Recently, the Federal Financial Institutions Examination Council (FFIEC) proffered risk management guidelines ("Guidelines") for financial institutions that use social media to connect with their customers and bolster their brand online.
The new Guidelines are meant to address prominent questions and concerns regarding social media use within the financial services industry. The Guidelines divide the risk landscape into three categories:
Compliance and Legal Risks that arise as a result of "potential violations of, or nonconformance with, laws, rules, regulations, prescribed practices, internal policies and procedures, or ethical standards." Compliance risk necessarily contemplates a financial institution's potential to violate their own internal policies and guidelines as well as established laws and regulations, including:
- Truth in Savings Act / Regulation DD
- Fair Lending Laws
- Truth in Lending Act / Regulation Z
- Electronic Fund Transfer Act / Regulation E
- Gramm-Leach-Bliley Act
- CAN-SPAMM Act
Reputational Risks that arise from negative public opinion resulting in unsatisfied customers and/or negative publicity. Unlike compliance issues, harm to reputation can occur even if the financial institution has not violated any law and has diligently complied with applicable regulations. Reputational Risk can present in the following contexts:
- fraud and brand identity
- third party concerns such as the data collection practices of the hosting site
- privacy concerns
- consumer complaints and inquiries
- Operational Risks that arise from inadequate or failed processes, people or systems. Such risks primarily contemplate IT vulnerabilities to malware attacks, DDoS attacks and system intrusion. Financial institutions should develop and maintain a current incident response protocol to address data breach, system intrusion, and/or malware attacks.

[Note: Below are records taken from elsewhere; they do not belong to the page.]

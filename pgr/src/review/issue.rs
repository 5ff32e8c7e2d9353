//! Review issues
//!
//! Issues are the unit of currency between review agents, the validator,
//! and the fix prompt. Stable IDs are content fingerprints so the
//! validator's verdicts can be matched back to the originals.

use serde::{Deserialize, Serialize};
use tracing::debug;

/// Verdict value that drops an issue
pub const VERDICT_FALSE_POSITIVE: &str = "false_positive";

/// Verdict value that confirms an issue
pub const VERDICT_VALID: &str = "valid";

/// Issue severity, ordered most severe first
#[derive(Debug, Clone, Copy, PartialEq, Eq, PartialOrd, Ord, Hash, Serialize, Deserialize)]
#[serde(rename_all = "lowercase")]
pub enum Severity {
    Critical,
    High,
    Medium,
    Low,
    Info,
}

impl Severity {
    pub fn as_str(&self) -> &'static str {
        match self {
            Self::Critical => "critical",
            Self::High => "high",
            Self::Medium => "medium",
            Self::Low => "low",
            Self::Info => "info",
        }
    }
}

impl std::str::FromStr for Severity {
    type Err = String;

    fn from_str(s: &str) -> Result<Self, Self::Err> {
        match s.trim().to_lowercase().as_str() {
            "critical" => Ok(Self::Critical),
            "high" => Ok(Self::High),
            "medium" => Ok(Self::Medium),
            "low" => Ok(Self::Low),
            "info" => Ok(Self::Info),
            other => Err(format!("unknown severity: {}", other)),
        }
    }
}

impl std::fmt::Display for Severity {
    fn fmt(&self, f: &mut std::fmt::Formatter<'_>) -> std::fmt::Result {
        write!(f, "{}", self.as_str())
    }
}

/// One finding reported by a review agent
#[derive(Debug, Clone, PartialEq, Serialize, Deserialize)]
pub struct Issue {
    pub file: String,

    /// Line number; agents sometimes report a range, the first line wins
    #[serde(deserialize_with = "deserialize_line")]
    pub line: u32,

    #[serde(default, skip_serializing_if = "Option::is_none")]
    pub line_end: Option<u32>,

    pub severity: Severity,

    pub category: String,

    pub description: String,

    #[serde(default)]
    pub suggestion: String,

    /// Name of the agent that reported the issue
    #[serde(default)]
    pub agent: String,

    /// Validator verdict, when one has been assigned
    #[serde(default, skip_serializing_if = "Option::is_none")]
    pub verdict: Option<String>,

    /// Stable fingerprint id
    #[serde(default, skip_serializing_if = "Option::is_none")]
    pub id: Option<String>,
}

impl Issue {
    /// Content fingerprint: agent, file, normalized line, lowercased
    /// category, lowercased trimmed description
    pub fn fingerprint(&self) -> String {
        use std::hash::{Hash, Hasher};

        let mut hasher = std::collections::hash_map::DefaultHasher::new();
        self.agent.hash(&mut hasher);
        self.file.hash(&mut hasher);
        self.line.hash(&mut hasher);
        self.category.to_lowercase().hash(&mut hasher);
        self.description.trim().to_lowercase().hash(&mut hasher);
        format!("{:016x}", hasher.finish())
    }

    /// Assign the fingerprint id when none is present
    pub fn ensure_id(&mut self) {
        if self.id.is_none() {
            let id = self.fingerprint();
            debug!(file = %self.file, line = self.line, %id, "ensure_id: assigned fingerprint");
            self.id = Some(id);
        }
    }
}

/// Accept a line as an integer, a numeric string, or an "a-b" range
fn deserialize_line<'de, D>(deserializer: D) -> Result<u32, D::Error>
where
    D: serde::Deserializer<'de>,
{
    #[derive(Deserialize)]
    #[serde(untagged)]
    enum LineRepr {
        Num(u32),
        Text(String),
    }

    match LineRepr::deserialize(deserializer)? {
        LineRepr::Num(n) => Ok(n),
        LineRepr::Text(s) => parse_line(&s).ok_or_else(|| serde::de::Error::custom(format!("invalid line: {}", s))),
    }
}

/// Parse "12" or "12-20" into the first line of the range
pub fn parse_line(value: &str) -> Option<u32> {
    value.split('-').next()?.trim().parse().ok()
}

#[cfg(test)]
mod tests {
    use super::*;

    fn issue(agent: &str, file: &str, line: u32, category: &str, description: &str) -> Issue {
        Issue {
            file: file.to_string(),
            line,
            line_end: None,
            severity: Severity::High,
            category: category.to_string(),
            description: description.to_string(),
            suggestion: String::new(),
            agent: agent.to_string(),
            verdict: None,
            id: None,
        }
    }

    #[test]
    fn test_fingerprint_stable_across_case_and_whitespace() {
        let a = issue("bugs", "src/a.rs", 10, "Logic", "  Off by one  ");
        let b = issue("bugs", "src/a.rs", 10, "logic", "off by one");
        assert_eq!(a.fingerprint(), b.fingerprint());
    }

    #[test]
    fn test_fingerprint_differs_by_agent_and_location() {
        let a = issue("bugs", "src/a.rs", 10, "logic", "off by one");
        let b = issue("security", "src/a.rs", 10, "logic", "off by one");
        let c = issue("bugs", "src/a.rs", 11, "logic", "off by one");
        assert_ne!(a.fingerprint(), b.fingerprint());
        assert_ne!(a.fingerprint(), c.fingerprint());
    }

    #[test]
    fn test_ensure_id_keeps_existing() {
        let mut a = issue("bugs", "src/a.rs", 10, "logic", "off by one");
        a.id = Some("explicit".to_string());
        a.ensure_id();
        assert_eq!(a.id.as_deref(), Some("explicit"));
    }

    #[test]
    fn test_line_accepts_int_and_range() {
        let yaml = "
file: src/a.rs
line: 12
severity: high
category: logic
description: bad
";
        let issue: Issue = serde_yaml::from_str(yaml).unwrap();
        assert_eq!(issue.line, 12);

        let yaml_range = "
file: src/a.rs
line: \"40-52\"
severity: low
category: style
description: long function
";
        let issue: Issue = serde_yaml::from_str(yaml_range).unwrap();
        assert_eq!(issue.line, 40);
    }

    #[test]
    fn test_parse_line_variants() {
        assert_eq!(parse_line("7"), Some(7));
        assert_eq!(parse_line("7-9"), Some(7));
        assert_eq!(parse_line(" 7 - 9 "), Some(7));
        assert_eq!(parse_line("abc"), None);
    }

    #[test]
    fn test_severity_round_trip() {
        for s in ["critical", "high", "medium", "low", "info"] {
            let sev: Severity = s.parse().unwrap();
            assert_eq!(sev.as_str(), s);
        }
        assert!("urgent".parse::<Severity>().is_err());
    }

    #[test]
    fn test_severity_yaml_lowercase() {
        let sev: Severity = serde_yaml::from_str("high").unwrap();
        assert_eq!(sev, Severity::High);
        assert_eq!(serde_yaml::to_string(&Severity::Critical).unwrap().trim(), "critical");
    }
}
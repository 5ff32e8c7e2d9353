//! Iteration notes
//!
//! A bounded ring of one-line summaries from recent turns, rendered into
//! the next prompt so the agent knows what already happened.

use std::collections::VecDeque;

use tracing::debug;

/// How many notes the ring keeps
const NOTE_CAP: usize = 20;

/// Ring of recent iteration notes, oldest first
#[derive(Debug, Default)]
pub struct IterationNotes {
    notes: VecDeque<String>,
}

impl IterationNotes {
    pub fn new() -> Self {
        Self::default()
    }

    /// Record one turn: `[iter N] <summary> (files: a, b)` or
    /// `(no files changed)`
    pub fn record(&mut self, iteration: u32, summary: &str, files: &[String]) {
        let summary = if summary.is_empty() { "(no summary)" } else { summary };
        let files_part = if files.is_empty() {
            "(no files changed)".to_string()
        } else {
            format!("(files: {})", files.join(", "))
        };
        let note = format!("[iter {}] {} {}", iteration, summary, files_part);
        debug!(%note, "record: called");

        self.notes.push_back(note);
        while self.notes.len() > NOTE_CAP {
            self.notes.pop_front();
        }
    }

    /// Notes oldest-first for prompt rendering
    pub fn as_vec(&self) -> Vec<String> {
        self.notes.iter().cloned().collect()
    }

    pub fn len(&self) -> usize {
        self.notes.len()
    }

    pub fn is_empty(&self) -> bool {
        self.notes.is_empty()
    }
}

#[cfg(test)]
mod tests {
    use super::*;

    #[test]
    fn test_note_format() {
        let mut notes = IterationNotes::new();
        notes.record(1, "wrote parser", &["a.rs".to_string(), "b.rs".to_string()]);
        notes.record(2, "ran tests", &[]);

        let rendered = notes.as_vec();
        assert_eq!(rendered[0], "[iter 1] wrote parser (files: a.rs, b.rs)");
        assert_eq!(rendered[1], "[iter 2] ran tests (no files changed)");
    }

    #[test]
    fn test_empty_summary_placeholder() {
        let mut notes = IterationNotes::new();
        notes.record(3, "", &[]);
        assert_eq!(notes.as_vec()[0], "[iter 3] (no summary) (no files changed)");
    }

    #[test]
    fn test_ring_bounded_at_cap() {
        let mut notes = IterationNotes::new();
        for i in 0..(NOTE_CAP as u32 + 15) {
            notes.record(i + 1, "step", &[]);
        }
        assert_eq!(notes.len(), NOTE_CAP);
        // Oldest notes dropped; the first kept note is iteration 16.
        assert!(notes.as_vec()[0].starts_with("[iter 16]"));
    }
}
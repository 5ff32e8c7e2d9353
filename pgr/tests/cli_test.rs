//! End-to-end CLI tests
//!
//! Drive the built binary against a fake executor shell script that emits
//! canned status blocks, with config and data dirs isolated per test.

#![cfg(unix)]

use std::os::unix::fs::PermissionsExt;
use std::path::Path;

use assert_cmd::Command;
use predicates::prelude::*;
use serial_test::serial;
use tempfile::TempDir;

/// Command with config/data dirs redirected into the temp dir
fn pgr(dir: &TempDir) -> Command {
    let mut cmd = Command::cargo_bin("pgr").unwrap();
    cmd.current_dir(dir.path())
        .env("XDG_CONFIG_HOME", dir.path().join("xdg-config"))
        .env("XDG_DATA_HOME", dir.path().join("xdg-data"))
        .env("NO_COLOR", "1");
    cmd
}

fn write_executor(dir: &Path, body: &str) -> String {
    let path = dir.join("fake-agent.sh");
    std::fs::write(&path, format!("#!/bin/sh\n{}\n", body)).unwrap();
    std::fs::set_permissions(&path, std::fs::Permissions::from_mode(0o755)).unwrap();
    path.to_string_lossy().to_string()
}

fn write_config(dir: &Path, executor: &str) {
    std::fs::write(
        dir.join(".programmator.yml"),
        format!("executor: {}\n", executor),
    )
    .unwrap();
}

#[test]
fn test_config_show_prints_defaults() {
    let dir = TempDir::new().unwrap();
    pgr(&dir)
        .args(["config", "show"])
        .assert()
        .success()
        .stdout(predicate::str::contains("max-iterations: 30"))
        .stdout(predicate::str::contains("executor: claude"))
        .stdout(predicate::str::contains("stagnation-limit: 3"));
}

#[test]
fn test_config_show_respects_local_file() {
    let dir = TempDir::new().unwrap();
    std::fs::write(dir.path().join(".programmator.yml"), "max-iterations: 7\n").unwrap();
    pgr(&dir)
        .args(["config", "show"])
        .assert()
        .success()
        .stdout(predicate::str::contains("max-iterations: 7"))
        .stdout(predicate::str::contains("executor: claude"));
}

#[test]
fn test_status_without_session() {
    let dir = TempDir::new().unwrap();
    pgr(&dir)
        .arg("status")
        .assert()
        .success()
        .stdout(predicate::str::contains("No active session"));
}

#[test]
fn test_plan_create_scaffolds_file() {
    let dir = TempDir::new().unwrap();
    pgr(&dir)
        .args(["plan", "create", "add caching; wire into api"])
        .assert()
        .success()
        .stdout(predicate::str::contains("Plan created"));

    let plan = std::fs::read_to_string(dir.path().join("plans").join("add-caching-wire-into-api.md")).unwrap();
    assert!(plan.contains("## Status: open"));
    assert!(plan.contains("- [ ] add caching"));
    assert!(plan.contains("- [ ] wire into api"));
}

#[test]
fn test_plan_create_refuses_overwrite() {
    let dir = TempDir::new().unwrap();
    let output = dir.path().join("plan.md");
    std::fs::write(&output, "existing").unwrap();
    pgr(&dir)
        .args(["plan", "create", "something", "-o"])
        .arg(&output)
        .assert()
        .failure();
}

#[test]
#[serial]
fn test_run_completes_on_done_status() {
    let dir = TempDir::new().unwrap();
    let executor = write_executor(
        dir.path(),
        "echo working\ncat <<'EOF'\nPROGRAMMATOR_STATUS:\n  status: DONE\n  files_changed:\n    - a.rs\n  summary: \"did the task\"\nEOF",
    );
    write_config(dir.path(), &executor);

    pgr(&dir)
        .args(["run", "do the task"])
        .assert()
        .success()
        .stdout(predicate::str::contains("working"))
        .stdout(predicate::str::contains("complete"))
        .stdout(predicate::str::contains("iterations:    1"));
}

#[test]
#[serial]
fn test_stagnation_exit_code() {
    let dir = TempDir::new().unwrap();
    let executor = write_executor(
        dir.path(),
        "cat <<'EOF'\nPROGRAMMATOR_STATUS:\n  status: CONTINUE\n  files_changed: []\n  summary: \"no progress\"\nEOF",
    );
    write_config(dir.path(), &executor);

    pgr(&dir)
        .args(["run", "spin", "--stagnation-limit", "2"])
        .assert()
        .code(3)
        .stdout(predicate::str::contains("stagnation"));
}

#[test]
#[serial]
fn test_blocked_exit_code_and_message() {
    let dir = TempDir::new().unwrap();
    let executor = write_executor(
        dir.path(),
        "cat <<'EOF'\nPROGRAMMATOR_STATUS:\n  status: BLOCKED\n  error: \"missing dep\"\nEOF",
    );
    write_config(dir.path(), &executor);

    pgr(&dir)
        .args(["run", "impossible"])
        .assert()
        .code(4)
        .stdout(predicate::str::contains("missing dep"));
}

#[test]
#[serial]
fn test_max_iterations_exit_code() {
    let dir = TempDir::new().unwrap();
    let executor = write_executor(
        dir.path(),
        "cat <<'EOF'\nPROGRAMMATOR_STATUS:\n  status: CONTINUE\n  files_changed:\n    - a.rs\n  summary: \"one more step\"\nEOF",
    );
    write_config(dir.path(), &executor);

    pgr(&dir)
        .args(["run", "never ends", "--max-iterations", "2", "--stagnation-limit", "0"])
        .assert()
        .code(2)
        .stdout(predicate::str::contains("max-iterations"))
        .stdout(predicate::str::contains("iterations:    2"));
}

#[test]
#[serial]
fn test_start_with_plan_file() {
    let dir = TempDir::new().unwrap();
    std::fs::write(
        dir.path().join("feature.md"),
        "# Feature plan\n\n## Status: open\n\n- [ ] Only phase\n",
    )
    .unwrap();
    let executor = write_executor(
        dir.path(),
        "cat <<'EOF'\nPROGRAMMATOR_STATUS:\n  phase_completed: Only phase\n  status: DONE\n  files_changed:\n    - b.rs\n  summary: \"done\"\nEOF",
    );
    write_config(dir.path(), &executor);

    pgr(&dir).args(["start", "feature.md"]).assert().success();

    let plan = std::fs::read_to_string(dir.path().join("feature.md")).unwrap();
    assert!(plan.contains("- [x] Only phase"));
}

#[test]
fn test_missing_executor_refuses_to_start() {
    let dir = TempDir::new().unwrap();
    write_config(dir.path(), "definitely-not-a-real-binary-xyz");
    pgr(&dir)
        .args(["run", "anything"])
        .assert()
        .code(1)
        .stderr(predicate::str::contains("not found"));
}

#[test]
fn test_review_without_agents_is_noop() {
    let dir = TempDir::new().unwrap();
    pgr(&dir)
        .arg("review")
        .assert()
        .success()
        .stdout(predicate::str::contains("No review agents configured"));
}

#[test]
fn test_invalid_severity_rejected() {
    let dir = TempDir::new().unwrap();
    std::fs::write(
        dir.path().join(".programmator.yml"),
        "review:\n  agents:\n    - name: bugs\n",
    )
    .unwrap();
    pgr(&dir)
        .args(["review", "--severities", "urgent"])
        .assert()
        .failure();
}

Top Ten Steps Financial Institutions Should Take To Ensure Sound Social Media Policies and Procedures
- Identify all social media platforms used by your financial institution.
- Classify all social media activities within the various platforms so that you may better assess the attendant risks and compliance requirements.
- Identify the regulatory requirements that accompany your social media activities.
- Create policy and procedural guidelines for those social media activities that trigger compliance requirements.
- Develop monitoring tools and schedules to identify and eliminate possible fraud and brand identity risks.
- Prominently display links and/or directions for consumers to reach approved channels in order to voice legitimate concerns, complaints and questions.
- Develop incident response plans to address operational risks such as data breach, system intrusion and/or other cyber attacks and practice implementing the response plan.
- Develop a schedule for regular assessment and modification of all social media policies and procedures as well as the incident response plan to ensure relevant practices and procedures.
- Implement social media policies and procedures in employee training and continuing education programs.
- Provide reminders for all personnel that communications posted to social media platforms are intransient, as well as, imminently transferable and searchable.